Jackson Hewitt Tax Service Inc. appears to be targeting a younger demographic for its Money Now loan, if a recent television commercial featuring the title character from the forthcoming film "Ghost Rider" is any indication.In the ad, Marvel Comics' hell-sent, motorcycle-riding avenger applies for the loan. An unfazed Jackson Hewitt representative must extinguish the W-2 he gets from the Ghost Rider's smoldering fingers, but it would not necessarily have mattered if the slip of paper had burned to ash — W-2s are not required to get the loan until Jan. 26. (The movie starring Nicholas Cage is scheduled for release next month.)

Refund anticipation loans (which require W-2s) and pay stub loans (which do not) have become increasingly important in the tax preparation business. Jackson Hewitt in Parsippany, N.J., used the pay stub product to lure hundreds of thousands of customers away from its Kansas City, Mo., rival H&R Block Inc. during last year's tax season.

In November, H&R Block introduced an Instant Money Advance Loan that it says is less expensive than Jackson Hewitt's product. Last week, Mark Ernst, H&R Block's chief executive, chairman, and president, said he expects to gain one to three million customers this tax season with a co-branded MasterCard called "Emerald Card." Customers can get their advance loan in debit card form using the Emerald Card.

Jackson Hewitt, which has sponsored the National Association for Stock Car Racing and featured Tarzan in an earlier ad, spends heavily on marketing. It requires franchisees, which run about 90% of its 6,000 stores, to contribute 6% of revenues (in addition to a 15% royalty cut) to the advertising effort.

In the fiscal year that ended April 30, Jackson Hewitt spent $41 million, or nearly one-quarter of its total expenses and almost 15% of its revenues, on marketing and advertising.

 

Comings and Goings

LoanCity, a national wholesale lender in San Jose, said Wednesday that it has named John C. Giagiari Jr. its chief operating officer and Jeff Minch its national sales manager.Mr. Giagiari was the director of subprime lending at the defunct Meritage Mortgage, which NetBank Inc. unsuccessfully tried to sell last year. (Late last year the Alpharetta, Ga., banking company agreed to transfer Meritage's salespeople and other employees to Lime Financial Services of Lake Oswego, Ore.)

Before joining Meritage, Mr. Giagiari ran wholesale lending in northern California for First Franklin Financial Corp. (which National City Corp. recently sold to Merrill Lynch & Co.)

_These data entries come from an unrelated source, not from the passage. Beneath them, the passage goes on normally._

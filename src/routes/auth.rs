use axum::{
    Json, Router,
    extract::State,
    routing::{get, post},
};

use crate::{
    dto::auth::{
        ChangeRoleRequest, ConfirmEmailRequest, LoginRequest, LoginResponse,
        PasswordResetConfirmRequest, PasswordResetRequest, RegisterRequest, UpdateProfileRequest,
    },
    error::AppResult,
    middleware::auth::AuthUser,
    models::User,
    response::ApiResponse,
    services::auth_service,
    state::AppState,
};

pub fn router() -> Router<AppState> {
    Router::new()
        .route("/register", post(register))
        .route("/confirm", post(confirm))
        .route("/login", post(login))
        .route("/password-reset", post(password_reset))
        .route("/password-reset/confirm", post(password_reset_confirm))
        .route("/profile", get(profile).put(update_profile))
        .route("/role", post(change_role))
}

#[utoipa::path(
    post,
    path = "/api/auth/register",
    request_body = RegisterRequest,
    responses(
        (status = 201, description = "Register user", body = ApiResponse<User>)
    ),
    tag = "Auth"
)]
pub async fn register(
    State(state): State<AppState>,
    Json(payload): Json<RegisterRequest>,
) -> AppResult<Json<ApiResponse<User>>> {
    let resp = auth_service::register_user(&state, payload).await?;
    Ok(Json(resp))
}

#[utoipa::path(
    post,
    path = "/api/auth/confirm",
    request_body = ConfirmEmailRequest,
    responses(
        (status = 200, description = "Confirm email"),
        (status = 404, description = "Unknown token")
    ),
    tag = "Auth"
)]
pub async fn confirm(
    State(state): State<AppState>,
    Json(payload): Json<ConfirmEmailRequest>,
) -> AppResult<Json<ApiResponse<serde_json::Value>>> {
    let resp = auth_service::confirm_email(&state, payload).await?;
    Ok(Json(resp))
}

#[utoipa::path(
    post,
    path = "/api/auth/login",
    request_body = LoginRequest,
    responses(
        (status = 200, description = "Login user", body = ApiResponse<LoginResponse>),
        (status = 400, description = "Invalid credentials")
    ),
    tag = "Auth"
)]
pub async fn login(
    State(state): State<AppState>,
    Json(payload): Json<LoginRequest>,
) -> AppResult<Json<ApiResponse<LoginResponse>>> {
    let resp = auth_service::login_user(&state, payload).await?;
    Ok(Json(resp))
}

#[utoipa::path(
    post,
    path = "/api/auth/password-reset",
    request_body = PasswordResetRequest,
    responses((status = 200, description = "Reset token issued")),
    tag = "Auth"
)]
pub async fn password_reset(
    State(state): State<AppState>,
    Json(payload): Json<PasswordResetRequest>,
) -> AppResult<Json<ApiResponse<serde_json::Value>>> {
    let resp = auth_service::request_password_reset(&state, payload).await?;
    Ok(Json(resp))
}

#[utoipa::path(
    post,
    path = "/api/auth/password-reset/confirm",
    request_body = PasswordResetConfirmRequest,
    responses(
        (status = 200, description = "Password updated"),
        (status = 404, description = "Unknown token")
    ),
    tag = "Auth"
)]
pub async fn password_reset_confirm(
    State(state): State<AppState>,
    Json(payload): Json<PasswordResetConfirmRequest>,
) -> AppResult<Json<ApiResponse<serde_json::Value>>> {
    let resp = auth_service::reset_password(&state, payload).await?;
    Ok(Json(resp))
}

#[utoipa::path(
    get,
    path = "/api/auth/profile",
    responses((status = 200, description = "Current user's profile", body = ApiResponse<User>)),
    security(("bearer_auth" = [])),
    tag = "Auth"
)]
pub async fn profile(
    State(state): State<AppState>,
    user: AuthUser,
) -> AppResult<Json<ApiResponse<User>>> {
    let resp = auth_service::get_profile(&state, &user).await?;
    Ok(Json(resp))
}

#[utoipa::path(
    put,
    path = "/api/auth/profile",
    request_body = UpdateProfileRequest,
    responses(
        (status = 200, description = "Profile updated", body = ApiResponse<User>),
        (status = 400, description = "Empty field or weak password")
    ),
    security(("bearer_auth" = [])),
    tag = "Auth"
)]
pub async fn update_profile(
    State(state): State<AppState>,
    user: AuthUser,
    Json(payload): Json<UpdateProfileRequest>,
) -> AppResult<Json<ApiResponse<User>>> {
    let resp = auth_service::update_profile(&state, &user, payload).await?;
    Ok(Json(resp))
}

#[utoipa::path(
    post,
    path = "/api/auth/role",
    request_body = ChangeRoleRequest,
    responses(
        (status = 200, description = "Role switched between buyer and shop", body = ApiResponse<User>),
        (status = 400, description = "Wrong password or unknown role")
    ),
    security(("bearer_auth" = [])),
    tag = "Auth"
)]
pub async fn change_role(
    State(state): State<AppState>,
    user: AuthUser,
    Json(payload): Json<ChangeRoleRequest>,
) -> AppResult<Json<ApiResponse<User>>> {
    let resp = auth_service::change_role(&state, &user, payload).await?;
    Ok(Json(resp))
}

Mr. Minch was named the national sales manager at Meritage in 2004 and held strategy and operational posts at First Franklin. In 1998 he founded OneHarbor, a financial planning service that National City bought in 2001.


Kenneth Duberstein, a Republican lobbyist who was President Reagan's chief of staff in 1988 and 1989, is to leave the board of Fannie Mae on Feb. 15, the government-sponsored enterprise said.

In a filing to the Securities and Exchange Commission on Friday, Fannie said Mr. Duberstein had agreed to stay on the board until the company completed its restatement of results through mid-2004, which was filed last month.

 

Quotable…

"A couple of subprime companies you saw exit the business in the last few weeks saw their equity completely exhausted when required to [buy] back loans from Wall Street that didn't perform to their expectations. You may very well see other firms that will happen to."— Doug Duncan, the Mortgage Bankers Association's chief economist, on a conference call Monday.